Une région comme la nôtre a le devoir de préparer l'avenir et d'anticiper ces changements inexorables en préparant les habitants et les acteurs économiques ainsi que le monde du sport à ce contexte."

Vers quel modèle souhaitez-vous amener la Région ?

"Il faudrait passer d'un tourisme de masse vers un tourisme d'espace. Aujourd'hui, seul 2 % de la montagne est exploité dans une logique de massification, avec des domaines skiables qui sont de plus en plus grands et avec des forfaits de plus en plus chers, pour une clientèle de plus en plus fortunée.

Or, nous devons travailler à la préservation de nos espaces et recréer une offre de tourisme 4 saisons, en été comme en hiver, avec le développement d'activité pérenne qui marche toute l'année pour tirer le meilleur parti du capital humain qui habite sur ces zones et qui les fait vivre.

Aujourd'hui, plus personne ne prend l'avion et nous avons une chance extraordinaire de transformer cette crise en opportunité, afin de permettre à des gens qui habitent à proximité de découvrir leur patrimoine et pas uniquement dans des usines à ski, mais également au détour d'un petit village et d'acteurs qui font la vie culturelle sociale ou économique de ces bassins".

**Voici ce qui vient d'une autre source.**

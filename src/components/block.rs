use log::warn;
use std::collections::{HashMap, HashSet, VecDeque};
use std::sync::Mutex;

use crate::errors::{GridioError, Result};

/// Storage driver contract: moves whole blocks between the cache and the
/// backing store. Implementations decide what "storage" means (a file, a
/// remote range request, plain memory).
pub trait BlockStore: Send + Sync {
    /// Fill `buf` (one block worth of pixel words) with block
    /// (`col`, `row`). Pixels past the raster edge are driver-defined.
    fn read_block(&self, col: usize, row: usize, buf: &mut [u8]) -> Result<()>;

    /// Persist block (`col`, `row`) from `buf`.
    fn write_block(&self, col: usize, row: usize, buf: &[u8]) -> Result<()>;
}

/// Fallible zeroed allocation; I/O paths must fail cleanly rather than
/// abort when a chunk or swath buffer cannot be provided.
pub(crate) fn alloc_zeroed(len: usize) -> Result<Box<[u8]>> {
    let mut v: Vec<u8> = Vec::new();
    v.try_reserve_exact(len)
        .map_err(|_| GridioError::Allocation(len))?;
    v.resize(len, 0);
    Ok(v.into_boxed_slice())
}

struct CacheState {
    cached: HashMap<(usize, usize), Box<[u8]>>,
    lru: VecDeque<(usize, usize)>,
    checked_out: HashSet<(usize, usize)>,
}

/// Per-band block cache. Blocks are checked out with exclusive ownership
/// of their buffer and checked back in when the holder is done; dirty
/// blocks are written through to the store on check-in, so eviction only
/// ever discards clean copies.
pub struct BlockCache {
    block_bytes: usize,
    max_blocks: usize,
    state: Mutex<CacheState>,
}

impl BlockCache {
    /// `budget_bytes` bounds the memory kept for clean block copies; at
    /// least one block is always retained.
    pub fn new(block_bytes: usize, budget_bytes: usize) -> Self {
        Self {
            block_bytes,
            max_blocks: (budget_bytes / block_bytes.max(1)).max(1),
            state: Mutex::new(CacheState {
                cached: HashMap::new(),
                lru: VecDeque::new(),
                checked_out: HashSet::new(),
            }),
        }
    }

    pub fn block_bytes(&self) -> usize {
        self.block_bytes
    }

    /// Check out block (`col`, `row`) for exclusive use. A missing block
    /// is populated from `store`, or zero-initialized when
    /// `just_initialize` is set (the caller promises to overwrite the
    /// whole span it covers).
    pub fn check_out(
        &self,
        store: &dyn BlockStore,
        col: usize,
        row: usize,
        just_initialize: bool,
    ) -> Result<Box<[u8]>> {
        let mut state = self.state.lock().unwrap_or_else(|e| e.into_inner());
        if state.checked_out.contains(&(col, row)) {
            return Err(GridioError::Storage(format!(
                "block ({col},{row}) is already locked"
            )));
        }
        if let Some(data) = state.cached.remove(&(col, row)) {
            state.lru.retain(|k| *k != (col, row));
            state.checked_out.insert((col, row));
            return Ok(data);
        }
        drop(state);

        let mut data = alloc_zeroed(self.block_bytes)?;
        if !just_initialize {
            if let Err(e) = store.read_block(col, row, &mut data) {
                warn!("reading block ({col},{row}) failed: {e}");
                return Err(GridioError::BlockAcquire { col, row });
            }
        }
        self.state
            .lock()
            .unwrap_or_else(|e| e.into_inner())
            .checked_out
            .insert((col, row));
        Ok(data)
    }

    /// Return a checked-out block. Dirty blocks are flushed to `store`
    /// before the buffer goes back on the clean list; a flush failure is
    /// returned so the band can defer it to its next request.
    pub fn check_in(
        &self,
        store: &dyn BlockStore,
        col: usize,
        row: usize,
        data: Box<[u8]>,
        dirty: bool,
    ) -> Result<()> {
        let flushed = if dirty {
            store.write_block(col, row, &data)
        } else {
            Ok(())
        };
        let mut state = self.state.lock().unwrap_or_else(|e| e.into_inner());
        state.checked_out.remove(&(col, row));
        // A copy the store refused is dropped, not kept as clean.
        flushed?;
        state.cached.insert((col, row), data);
        state.lru.push_back((col, row));
        while state.cached.len() > self.max_blocks {
            match state.lru.pop_front() {
                Some(k) => {
                    state.cached.remove(&k);
                }
                None => break,
            }
        }
        Ok(())
    }
}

Existe-t-il cependant un modèle pour faire vivre ce type de tourisme, alors que l'on constate aujourd'hui que si le public est venu consommer des activités en montagne cet hiver, les acteurs économiques affichent tous des chutes de revenus allant de - 70 à -90 % ?

"Il n'existe pas de solution miracle et probablement pas un seul modèle économique, mais plusieurs à inventer.

Cela passe par plus de coopération entre les différents acteurs que sont les collectivités territoriales, les acteurs touristiques, le tissu associatif et culturel, etc. L'idée de porter une offre différenciante, qui pourrait se traduire par des micro-expériences et des idées de week-ends que nous devons organiser et faire connaître auprès de la clientèle.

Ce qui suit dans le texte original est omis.